Sebagai langkah korektif, BPKASS meminta PT APS untuk menjatuhkan sanksi kepada petugas sesuai ketentuan internal perusahaan dan memberikan pelatihan ulang. Pelatihan tersebut difokuskan pada pentingnya pelayanan prima, keramahan kepada pelanggan, dan penerapan nilai-nilai hospitality.
BPKASS juga melakukan evaluasi menyeluruh terhadap sistem dan prosedur boarding serta pemeriksaan penumpang di seluruh stasiun di Sulawesi Selatan. Tujuannya adalah untuk memastikan pelayanan sesuai standar dan mencegah kejadian serupa terulang kembali. “Kami juga menghimbau seluruh pengguna jasa kereta api untuk senantiasa mematuhi ketentuan perjalanan,” imbuh Deby.
Selain itu, Deby menekankan pentingnya kepatuhan terhadap peraturan perjalanan kereta api, termasuk persyaratan usia anak yang wajib memiliki tiket. Hal ini penting untuk keselamatan, ketertiban, dan kelancaran perjalanan kereta api. BPKASS menghargai masukan dan kritik masyarakat serta berkomitmen untuk terus meningkatkan layanan transportasi publik yang inklusif dan berkualitas.
Kasus ini menyoroti pentingnya komunikasi yang efektif dan pelatihan yang memadai bagi petugas pelayanan publik, khususnya dalam menghadapi situasi yang melibatkan anak-anak dan keluarga. Perlu adanya panduan yang jelas dan konsisten terkait kebijakan tiket anak di bawah umur agar tidak menimbulkan kesalahpahaman dan konflik seperti yang terjadi.
Lebih lanjut, perlu diteliti lebih lanjut apakah kebijakan tiket anak di bawah umur sudah sesuai dengan peraturan yang berlaku dan apakah terdapat celah dalam implementasinya. Transparansi dan akuntabilitas dalam penanganan kasus ini juga sangat penting untuk menjaga kepercayaan publik terhadap layanan kereta api.

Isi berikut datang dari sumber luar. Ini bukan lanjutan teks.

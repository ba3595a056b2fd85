//! Audio backends: who creates contexts and who hands out microphones.
//!
//! The session never talks to a sound device directly. It asks an
//! [`AudioBackend`] for contexts at the two fixed rates and for a microphone
//! matching its constraints. [`HeadlessBackend`] renders contexts against the
//! wall clock into a null sink and captures silence, which is enough to run
//! the whole pipeline on a server or in tests. The cpal-backed backend lives
//! in `audio::device`.

use std::sync::atomic::{AtomicBool, Ordering};
use std::sync::Arc;
use std::thread;
use std::time::{Duration, Instant};

use futures_util::future::{self, BoxFuture};
use tracing::{debug, info};

use super::capture::{AudioFrame, FrameCallback, MicConstraints, Microphone};
use super::graph::{AudioContext, ContextState};
use super::{AudioError, CAPTURE_BUFFER_SIZE};

/// Granularity of the headless render loop.
const RENDER_TICK: Duration = Duration::from_millis(10);

/// Creates audio contexts and grants microphone access.
pub trait AudioBackend: Send + Sync {
    /// Create a running context at `sample_rate`, attached to this backend's sink.
    fn create_context(&self, sample_rate: u32) -> Result<AudioContext, AudioError>;

    /// Ask for a microphone. May take a while (permission prompts, device
    /// start-up), hence the future.
    fn request_microphone(&self, constraints: MicConstraints) -> BoxFuture<'static, Result<Box<dyn Microphone>, AudioError>>;

    fn name(&self) -> &'static str;
}

/// Null-sink backend.
///
/// By default each context gets a render thread that advances its clock in
/// real time. With `manual_clock` no thread is spawned and the caller drives
/// contexts with [`AudioContext::render`].
#[derive(Debug, Clone, Default)]
pub struct HeadlessBackend {
    manual_clock: bool,
}

impl HeadlessBackend {
    pub fn new() -> Self {
        Self { manual_clock: false }
    }

    /// Contexts whose clocks only move when rendered by hand.
    pub fn manual_clock() -> Self {
        Self { manual_clock: true }
    }
}

impl AudioBackend for HeadlessBackend {
    fn create_context(&self, sample_rate: u32) -> Result<AudioContext, AudioError> {
        let context = AudioContext::new(sample_rate)?;
        if !self.manual_clock {
            spawn_null_sink(&context)?;
        }
        debug!(context_id = context.id(), sample_rate, "Created headless audio context");
        Ok(context)
    }

    fn request_microphone(&self, constraints: MicConstraints) -> BoxFuture<'static, Result<Box<dyn Microphone>, AudioError>> {
        let microphone: Box<dyn Microphone> = Box::new(SilentMicrophone::new(constraints));
        Box::pin(future::ready(Ok(microphone)))
    }

    fn name(&self) -> &'static str {
        "headless"
    }
}

/// Render `context` in real time until it is closed or dropped.
pub(super) fn spawn_null_sink(context: &AudioContext) -> Result<(), AudioError> {
    let weak = context.downgrade();
    let sample_rate = context.sample_rate() as f64;

    thread::Builder::new()
        .name(format!("null-sink-{}", context.id()))
        .spawn(move || {
            let mut last = Instant::now();
            let mut carry = 0.0f64;
            loop {
                thread::sleep(RENDER_TICK);
                let Some(context) = weak.upgrade() else { break };
                if context.state() == ContextState::Closed {
                    break;
                }

                let now = Instant::now();
                let due = now.duration_since(last).as_secs_f64() * sample_rate + carry;
                last = now;
                let frames = due.floor();
                carry = due - frames;
                context.render(frames as usize);
            }
        })
        .map(|_| ())
        .map_err(|e| AudioError::ContextCreation(format!("failed to spawn render thread: {}", e)))
}

/// A microphone that captures silence at the requested rate.
pub struct SilentMicrophone {
    constraints: MicConstraints,
    running: Arc<AtomicBool>,
    worker: Option<thread::JoinHandle<()>>,
}

impl SilentMicrophone {
    pub fn new(constraints: MicConstraints) -> Self {
        Self {
            constraints,
            running: Arc::new(AtomicBool::new(false)),
            worker: None,
        }
    }
}

impl Microphone for SilentMicrophone {
    fn start(&mut self, mut on_frame: FrameCallback) -> Result<(), AudioError> {
        if self.is_live() {
            return Ok(());
        }
        if self.constraints.sample_rate == 0 {
            return Err(AudioError::MicrophoneUnavailable("sample rate must be greater than 0".to_string()));
        }

        let period = Duration::from_secs_f64(CAPTURE_BUFFER_SIZE as f64 / self.constraints.sample_rate as f64);
        let running = Arc::clone(&self.running);
        running.store(true, Ordering::SeqCst);

        let worker = thread::Builder::new()
            .name("silent-microphone".to_string())
            .spawn(move || {
                while running.load(Ordering::SeqCst) {
                    thread::sleep(period);
                    if !running.load(Ordering::SeqCst) {
                        break;
                    }
                    on_frame(AudioFrame::new(vec![0.0; CAPTURE_BUFFER_SIZE]));
                }
            })
            .map_err(|e| AudioError::Device(format!("failed to spawn capture thread: {}", e)))?;

        self.worker = Some(worker);
        info!(sample_rate = self.constraints.sample_rate, "Silent microphone started");
        Ok(())
    }

    fn stop(&mut self) {
        self.running.store(false, Ordering::SeqCst);
        if let Some(worker) = self.worker.take() {
            let _ = worker.join();
            debug!("Silent microphone stopped");
        }
    }

    fn is_live(&self) -> bool {
        self.running.load(Ordering::SeqCst)
    }

    fn label(&self) -> String {
        "silent".to_string()
    }
}

impl Drop for SilentMicrophone {
    fn drop(&mut self) {
        self.stop();
    }
}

Kejadian ini juga mengingatkan pentingnya bagi penumpang untuk memahami peraturan dan kebijakan yang berlaku sebelum melakukan perjalanan, sehingga dapat menghindari kesalahpahaman dan konflik yang tidak perlu. Pentingnya kesabaran dan pemahaman dari kedua belah pihak, baik petugas maupun penumpang, dalam menyelesaikan masalah juga perlu ditekankan.
Kesimpulannya, kasus ini menjadi pembelajaran bagi semua pihak terkait. Perlu adanya peningkatan standar pelayanan, pelatihan yang lebih baik bagi petugas, dan pemahaman yang lebih baik dari penumpang terkait aturan yang berlaku. Harapannya, kejadian serupa tidak terulang di masa mendatang dan layanan kereta api di Sulawesi Selatan dapat terus ditingkatkan kualitasnya.